Das Forschungsteam konnte statistisch zeigen, dass die Häufigkeit der Störungszonen zum Beispiel im Bereich des Konkordiaplatzes aber auch vor dem Eggishorn zunimmt – also genau an diesen Stellen, wo der Gletscher seine Fliessrichtung ändert. 

3D-Modell Untergrund Aletschgletscher

Quelle: F. Musso Piantelli

Dreidimensionale Darstellung des Untergrundes des Jungfrau-Aletschgletschers mit den beinahe vertikalen Störungszonen und ihrem Einfluss auf das glaziale Erosionsverhalten.

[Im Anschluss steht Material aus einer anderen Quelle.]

//! Database models and API payload types
//!
//! One file per table. Each file holds the row struct (`sqlx::FromRow`),
//! the `*Create`/`*Update` request payloads, and any derived API views.

mod address;
mod campaign;
mod category;
mod favorite;
mod login_history;
mod notification;
mod order;
mod payment_method;
mod product;
mod review;
mod user;

pub use address::{Address, AddressCreate, AddressUpdate};
pub use campaign::Campaign;
pub use category::{Category, CategoryCreate, CategoryUpdate};
pub use favorite::{Favorite, FavoriteCreate, FavoriteView};
pub use login_history::LoginEntry;
pub use notification::{
    Notification, NotificationCreate, NotificationSummary, NotificationUpdate,
};
pub use order::{
    Order, OrderCreate, OrderDetail, OrderItem, OrderItemDetail, OrderLine, OrderStatus,
    OrderStatusUpdate,
};
pub use payment_method::{
    PaymentMethod, PaymentMethodCreate, PaymentMethodUpdate, PaymentMethodView,
};
pub use product::{Product, ProductCreate, ProductFilter, ProductUpdate};
pub use review::{Review, ReviewCreate, ReviewSummary, ReviewUpdate, ReviewView};
pub use user::{User, UserUpdate, UserView};

use serde::Deserialize;

/// Common pagination query parameters (1-based page number)
#[derive(Debug, Clone, Copy, Deserialize)]
#[serde(rename_all = "camelCase")]
pub struct Pagination {
    #[serde(default = "default_page")]
    pub page: u32,
    #[serde(default = "default_page_size")]
    pub page_size: u32,
}

fn default_page() -> u32 {
    1
}

fn default_page_size() -> u32 {
    20
}

impl Default for Pagination {
    fn default() -> Self {
        Self {
            page: 1,
            page_size: 20,
        }
    }
}

impl Pagination {
    /// SQL LIMIT for this page (capped at 100 rows)
    pub fn limit(&self) -> i64 {
        self.page_size.clamp(1, 100) as i64
    }

    /// SQL OFFSET for this page
    pub fn offset(&self) -> i64 {
        let page = self.page.max(1) as i64;
        (page - 1) * self.limit()
    }
}
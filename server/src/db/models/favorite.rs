//! Favorite (wishlist) model

use serde::{Deserialize, Serialize};

/// Favorite row. One per (user, product); re-adding is rejected.
#[derive(Debug, Clone, Serialize, Deserialize, sqlx::FromRow)]
#[serde(rename_all = "camelCase")]
pub struct Favorite {
    pub id: i64,
    pub user_id: i64,
    pub product_id: i64,
    pub is_active: bool,
    pub created_at: i64,
    pub updated_at: i64,
}

#[derive(Debug, Clone, Deserialize)]
#[serde(rename_all = "camelCase")]
pub struct FavoriteCreate {
    pub product_id: i64,
}

/// Favorite joined with product display fields
#[derive(Debug, Clone, Serialize, Deserialize, sqlx::FromRow)]
#[serde(rename_all = "camelCase")]
pub struct FavoriteView {
    pub id: i64,
    pub product_id: i64,
    pub product_name: String,
    pub unit_price: f64,
    pub discount: i64,
    pub image_url: Option<String>,
    pub created_at: i64,
}
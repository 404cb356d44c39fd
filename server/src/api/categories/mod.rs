//! Category API module

mod handler;

use axum::routing::get;
use axum::Router;

use crate::core::AppState;

pub fn router() -> Router<AppState> {
    Router::new().nest("/api/categories", routes())
}

fn routes() -> Router<AppState> {
    Router::new()
        .route("/", get(handler::list).post(handler::create))
        .route(
            "/{id}",
            get(handler::get_by_id)
                .put(handler::update)
                .delete(handler::delete),
        )
}
//! Repository layer
//!
//! One repository per table. Each holds a [`DbService`] handle and exposes
//! async CRUD methods. Multi-step workflows (order placement, cancellation,
//! default-flag switches) run inside a single write transaction.

mod address;
mod campaign;
mod category;
mod default_flag;
mod favorite;
mod login_history;
mod notification;
mod order;
mod payment_method;
mod product;
mod review;
mod user;

pub use address::AddressRepository;
pub use campaign::CampaignRepository;
pub use category::CategoryRepository;
pub use favorite::FavoriteRepository;
pub use login_history::LoginHistoryRepository;
pub use notification::NotificationRepository;
pub use order::OrderRepository;
pub use payment_method::PaymentMethodRepository;
pub use product::ProductRepository;
pub use review::ReviewRepository;
pub use user::UserRepository;

pub(crate) use default_flag::clear_other_defaults;

use shared::{AppError, ErrorCode};

/// Repository error. Variants carry the [`ErrorCode`] that identifies the
/// failing resource so the API layer can surface precise codes.
#[derive(Debug, thiserror::Error)]
pub enum RepoError {
    #[error("{0}")]
    NotFound(ErrorCode),
    #[error("{1}")]
    Conflict(ErrorCode, String),
    #[error("insufficient stock for '{1}'")]
    InsufficientStock(i64, String),
    #[error("{1}")]
    InvalidState(ErrorCode, String),
    #[error("{0}")]
    Validation(String),
    #[error(transparent)]
    Database(#[from] sqlx::Error),
}

pub type RepoResult<T> = Result<T, RepoError>;

impl From<RepoError> for AppError {
    fn from(err: RepoError) -> Self {
        match err {
            RepoError::NotFound(code) => AppError::new(code),
            RepoError::Conflict(code, msg) => AppError::with_message(code, msg),
            RepoError::InsufficientStock(product_id, product_name) => AppError::with_message(
                ErrorCode::InsufficientStock,
                format!("Insufficient stock for '{product_name}'"),
            )
            .with_detail("productId", product_id),
            RepoError::InvalidState(code, msg) => AppError::with_message(code, msg),
            RepoError::Validation(msg) => AppError::validation(msg),
            RepoError::Database(e) => {
                tracing::error!(error = %e, "Database error");
                AppError::database(e.to_string())
            }
        }
    }
}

Vergangenheit kontrolliert Gegenwart

Da die Nebengesteinsblöcke eine höhere Festigkeit besitzen, setzt an der Oberfläche die Erosion – die Abtragung des Gesteins etwa durch Fliessgewässer oder Wind – vorzugsweise zuerst entlang der «weicheren» Störungszonen an. Je näher die Störungszonen beieinander liegen, umso mehr Material kann wegerodiert werden.

«Über geologische Zeiten entstehen somit von Störungszonen kontrollierte Talsysteme, in welchen Gebirgsbäche und Flüsse die Erosion weiter vorantreiben», wird Marco Herwegh, Professor für Strukturgeologie an der Uni Bern, zitiert. Je nachdem, welche Störungszonen ausgeräumt werden, können bei Kreuzungen zweier unterschiedlicher Störungssysteme Richtungswechsel in der Talachse stattfinden.

«Genau solche von Störungssystemen vordefinierte Talformen wurden während der Kaltzeiten vom Aletschgletscher als Fliessbett benutzt und in Folge glazialer Erosion weiter ausgeräumt. Es sind somit die ehemals in der Tiefe angelegten Störungszonenmuster und die Häufigkeit ihres Auftretens, welche die heutigen Fliessrichtungen des Aletschgletschers kontrollieren»folgert Herwegh.

Aletschgletscher Charakterisierung Störungszone

Quelle: Marco Herwegh

Ferdinando Musso Piantelli charakterisiert eine der vielen Störungszonen.

Gefahren für die Zukunft

Mit der Klimaerwärmung und dem Abschmelzen des Gletschereises werden steile Talflanken zu beiden Seiten des Aletschgletschers freigelegt. Aufgefüllt mit Wasser als «Leim» aufgrund des schwindenden Permafrosts in den Störungszonen und des verminderten Gegendrucks durch die schwindenden Eiskörper, kommen die intakten «Legosteine» in Bewegung.

Es entstehen Steinschlag, Felsstürze oder gar grossvolumige Massenbewegungen, wie etwa an der Moosfluh. «In diesem Sinne beeinflusst das in der Tiefe angelegte Störungszonenmuster, wo und wie stark unsere Infrastruktur in hochalpinen Gebieten durch diese Naturgefahren bedroht werden. Da die Hebung der Alpen und somit die Aktivität entlang der Störungszonen immer noch andauert, werden auch in Zukunft unsere Alpen von der Koppelung von Tektonik und Erosion betroffen sein», sagt Marco Herwegh. (pd/pb)

Zur Studie im Fachmagazin «Terra Nova»: https://doi.org/10.1111/ter.12666

Aletschgletscher Messung Störungszone

Quelle: Marco Herwegh

Ferdinando Musso Piantelli misst die Orientierung einer Störungszone im kristallinen Festgestein.